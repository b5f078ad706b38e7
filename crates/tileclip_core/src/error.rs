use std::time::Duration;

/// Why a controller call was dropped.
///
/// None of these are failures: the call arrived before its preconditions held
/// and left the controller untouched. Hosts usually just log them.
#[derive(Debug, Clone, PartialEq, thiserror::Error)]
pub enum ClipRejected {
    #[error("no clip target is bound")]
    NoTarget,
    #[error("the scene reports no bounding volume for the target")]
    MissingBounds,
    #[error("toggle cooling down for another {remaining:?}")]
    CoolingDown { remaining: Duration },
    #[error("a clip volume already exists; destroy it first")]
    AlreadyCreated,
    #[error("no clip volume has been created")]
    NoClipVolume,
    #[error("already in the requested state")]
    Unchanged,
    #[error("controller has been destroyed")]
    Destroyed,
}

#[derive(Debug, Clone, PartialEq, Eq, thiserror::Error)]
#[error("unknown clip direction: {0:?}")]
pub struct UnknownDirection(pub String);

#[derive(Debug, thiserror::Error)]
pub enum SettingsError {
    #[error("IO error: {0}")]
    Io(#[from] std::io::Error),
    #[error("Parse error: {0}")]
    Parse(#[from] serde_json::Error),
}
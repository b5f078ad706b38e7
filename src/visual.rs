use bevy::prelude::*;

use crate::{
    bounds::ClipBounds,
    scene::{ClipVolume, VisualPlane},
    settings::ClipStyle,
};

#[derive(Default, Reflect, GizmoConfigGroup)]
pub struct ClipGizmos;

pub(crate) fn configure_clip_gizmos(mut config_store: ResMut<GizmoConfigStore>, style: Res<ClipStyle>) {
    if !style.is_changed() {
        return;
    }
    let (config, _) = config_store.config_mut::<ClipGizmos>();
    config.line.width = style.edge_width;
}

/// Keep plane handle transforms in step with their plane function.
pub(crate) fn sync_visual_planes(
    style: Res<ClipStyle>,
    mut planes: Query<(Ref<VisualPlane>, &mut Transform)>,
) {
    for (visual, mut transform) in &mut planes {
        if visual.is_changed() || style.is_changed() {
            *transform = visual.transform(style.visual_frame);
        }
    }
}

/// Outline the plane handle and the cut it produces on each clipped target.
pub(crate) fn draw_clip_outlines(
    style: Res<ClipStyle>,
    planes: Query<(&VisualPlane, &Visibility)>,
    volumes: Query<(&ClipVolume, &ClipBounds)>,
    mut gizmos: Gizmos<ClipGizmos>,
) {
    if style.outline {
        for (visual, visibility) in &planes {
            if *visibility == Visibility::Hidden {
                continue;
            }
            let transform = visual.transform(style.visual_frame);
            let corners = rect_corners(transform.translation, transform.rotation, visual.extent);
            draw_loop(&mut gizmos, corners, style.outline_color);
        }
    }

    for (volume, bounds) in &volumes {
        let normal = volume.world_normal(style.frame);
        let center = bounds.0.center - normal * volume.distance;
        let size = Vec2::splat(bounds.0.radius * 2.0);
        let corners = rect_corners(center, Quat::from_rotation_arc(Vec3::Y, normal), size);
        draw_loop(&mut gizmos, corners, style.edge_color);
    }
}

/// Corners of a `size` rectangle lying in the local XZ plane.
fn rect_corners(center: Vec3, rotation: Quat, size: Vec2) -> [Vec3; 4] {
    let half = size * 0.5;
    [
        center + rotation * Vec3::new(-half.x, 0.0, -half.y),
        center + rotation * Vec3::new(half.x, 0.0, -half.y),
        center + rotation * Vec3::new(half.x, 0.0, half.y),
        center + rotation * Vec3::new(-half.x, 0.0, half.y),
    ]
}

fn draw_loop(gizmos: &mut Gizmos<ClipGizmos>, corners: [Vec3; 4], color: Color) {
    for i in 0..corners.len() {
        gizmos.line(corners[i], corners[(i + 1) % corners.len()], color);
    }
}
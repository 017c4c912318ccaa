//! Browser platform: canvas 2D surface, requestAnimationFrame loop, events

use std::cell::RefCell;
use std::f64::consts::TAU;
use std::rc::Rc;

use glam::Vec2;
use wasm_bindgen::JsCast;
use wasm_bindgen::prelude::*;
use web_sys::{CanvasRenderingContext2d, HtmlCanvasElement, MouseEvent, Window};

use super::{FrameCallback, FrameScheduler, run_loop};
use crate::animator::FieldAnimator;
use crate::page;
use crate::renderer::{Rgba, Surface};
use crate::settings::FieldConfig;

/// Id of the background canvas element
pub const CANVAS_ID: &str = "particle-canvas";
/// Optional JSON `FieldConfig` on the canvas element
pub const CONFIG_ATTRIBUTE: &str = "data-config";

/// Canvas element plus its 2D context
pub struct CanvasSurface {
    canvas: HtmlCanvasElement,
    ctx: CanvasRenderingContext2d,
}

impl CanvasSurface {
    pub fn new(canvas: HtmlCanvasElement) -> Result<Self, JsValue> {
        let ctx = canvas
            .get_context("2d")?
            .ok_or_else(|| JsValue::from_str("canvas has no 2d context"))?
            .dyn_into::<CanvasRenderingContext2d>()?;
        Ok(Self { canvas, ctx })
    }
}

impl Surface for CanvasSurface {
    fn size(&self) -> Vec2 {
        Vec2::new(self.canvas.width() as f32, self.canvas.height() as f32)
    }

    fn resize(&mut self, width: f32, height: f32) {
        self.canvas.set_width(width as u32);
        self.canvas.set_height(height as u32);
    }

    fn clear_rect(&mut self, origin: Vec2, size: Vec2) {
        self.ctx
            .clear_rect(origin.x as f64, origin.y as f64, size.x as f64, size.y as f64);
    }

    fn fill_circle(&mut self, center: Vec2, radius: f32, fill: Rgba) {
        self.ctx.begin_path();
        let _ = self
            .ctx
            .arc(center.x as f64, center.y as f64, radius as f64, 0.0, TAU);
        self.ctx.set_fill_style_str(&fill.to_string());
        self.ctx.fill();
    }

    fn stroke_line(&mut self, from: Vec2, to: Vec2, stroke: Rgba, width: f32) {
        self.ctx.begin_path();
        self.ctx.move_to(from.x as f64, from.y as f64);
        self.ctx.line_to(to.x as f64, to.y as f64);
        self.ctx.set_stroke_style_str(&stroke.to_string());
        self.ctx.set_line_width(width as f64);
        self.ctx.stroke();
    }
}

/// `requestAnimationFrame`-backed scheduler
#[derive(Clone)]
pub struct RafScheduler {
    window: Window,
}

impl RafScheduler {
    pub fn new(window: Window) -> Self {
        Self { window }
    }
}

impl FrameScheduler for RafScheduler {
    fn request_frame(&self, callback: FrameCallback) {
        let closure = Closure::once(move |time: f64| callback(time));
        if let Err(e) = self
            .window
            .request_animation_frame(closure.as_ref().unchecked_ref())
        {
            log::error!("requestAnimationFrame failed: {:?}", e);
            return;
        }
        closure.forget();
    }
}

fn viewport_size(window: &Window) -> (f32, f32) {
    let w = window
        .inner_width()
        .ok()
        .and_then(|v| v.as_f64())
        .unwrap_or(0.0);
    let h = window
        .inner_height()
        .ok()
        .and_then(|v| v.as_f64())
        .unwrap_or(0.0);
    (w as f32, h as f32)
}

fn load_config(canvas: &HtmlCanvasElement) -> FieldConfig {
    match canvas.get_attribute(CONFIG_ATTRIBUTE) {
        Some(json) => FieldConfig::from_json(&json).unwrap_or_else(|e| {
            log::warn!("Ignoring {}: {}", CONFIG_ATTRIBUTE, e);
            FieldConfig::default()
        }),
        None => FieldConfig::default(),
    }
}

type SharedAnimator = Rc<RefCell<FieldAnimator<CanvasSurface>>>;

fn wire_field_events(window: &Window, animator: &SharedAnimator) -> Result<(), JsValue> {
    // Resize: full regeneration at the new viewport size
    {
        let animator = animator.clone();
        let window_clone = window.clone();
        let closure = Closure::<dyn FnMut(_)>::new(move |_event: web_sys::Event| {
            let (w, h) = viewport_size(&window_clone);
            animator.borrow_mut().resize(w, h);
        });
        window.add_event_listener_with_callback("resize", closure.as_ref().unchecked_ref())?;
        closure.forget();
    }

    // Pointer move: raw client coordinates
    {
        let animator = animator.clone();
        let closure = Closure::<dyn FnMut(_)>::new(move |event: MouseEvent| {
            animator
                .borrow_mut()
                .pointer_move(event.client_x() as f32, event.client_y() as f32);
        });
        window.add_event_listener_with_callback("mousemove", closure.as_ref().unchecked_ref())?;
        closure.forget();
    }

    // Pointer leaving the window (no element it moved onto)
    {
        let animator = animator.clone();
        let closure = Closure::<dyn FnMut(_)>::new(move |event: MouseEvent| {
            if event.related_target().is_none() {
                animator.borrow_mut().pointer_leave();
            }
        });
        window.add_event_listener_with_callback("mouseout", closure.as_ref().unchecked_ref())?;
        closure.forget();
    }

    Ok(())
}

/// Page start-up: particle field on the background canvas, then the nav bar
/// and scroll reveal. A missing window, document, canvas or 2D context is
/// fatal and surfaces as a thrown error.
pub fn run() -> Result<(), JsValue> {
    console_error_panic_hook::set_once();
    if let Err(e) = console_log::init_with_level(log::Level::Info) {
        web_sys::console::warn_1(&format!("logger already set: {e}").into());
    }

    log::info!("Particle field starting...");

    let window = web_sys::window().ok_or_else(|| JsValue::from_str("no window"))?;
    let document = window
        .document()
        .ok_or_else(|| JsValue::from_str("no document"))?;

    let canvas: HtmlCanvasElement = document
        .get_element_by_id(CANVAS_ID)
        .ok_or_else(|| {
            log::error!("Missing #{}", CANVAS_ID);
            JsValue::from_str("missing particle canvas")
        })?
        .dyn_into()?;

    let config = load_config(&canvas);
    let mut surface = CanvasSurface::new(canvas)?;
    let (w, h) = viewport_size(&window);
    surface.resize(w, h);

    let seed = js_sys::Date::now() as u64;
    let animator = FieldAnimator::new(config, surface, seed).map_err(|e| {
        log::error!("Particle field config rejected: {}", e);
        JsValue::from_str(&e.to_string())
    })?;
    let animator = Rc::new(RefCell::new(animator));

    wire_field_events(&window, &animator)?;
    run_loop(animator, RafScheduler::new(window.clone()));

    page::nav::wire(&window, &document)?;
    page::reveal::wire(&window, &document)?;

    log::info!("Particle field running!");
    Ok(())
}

==*==

## Task goal:
Reproduce exactly the entries above, limited to the lines from the one with "scene reports no" through the one with "pub struct UnknownDirection(pub String);", both included.

## Output:
    #[error("the scene reports no bounding volume for the target")]
    MissingBounds,
    #[error("toggle cooling down for another {remaining:?}")]
    CoolingDown { remaining: Duration },
    #[error("a clip volume already exists; destroy it first")]
    AlreadyCreated,
    #[error("no clip volume has been created")]
    NoClipVolume,
    #[error("already in the requested state")]
    Unchanged,
    #[error("controller has been destroyed")]
    Destroyed,
}

#[derive(Debug, Clone, PartialEq, Eq, thiserror::Error)]
#[error("unknown clip direction: {0:?}")]
pub struct UnknownDirection(pub String);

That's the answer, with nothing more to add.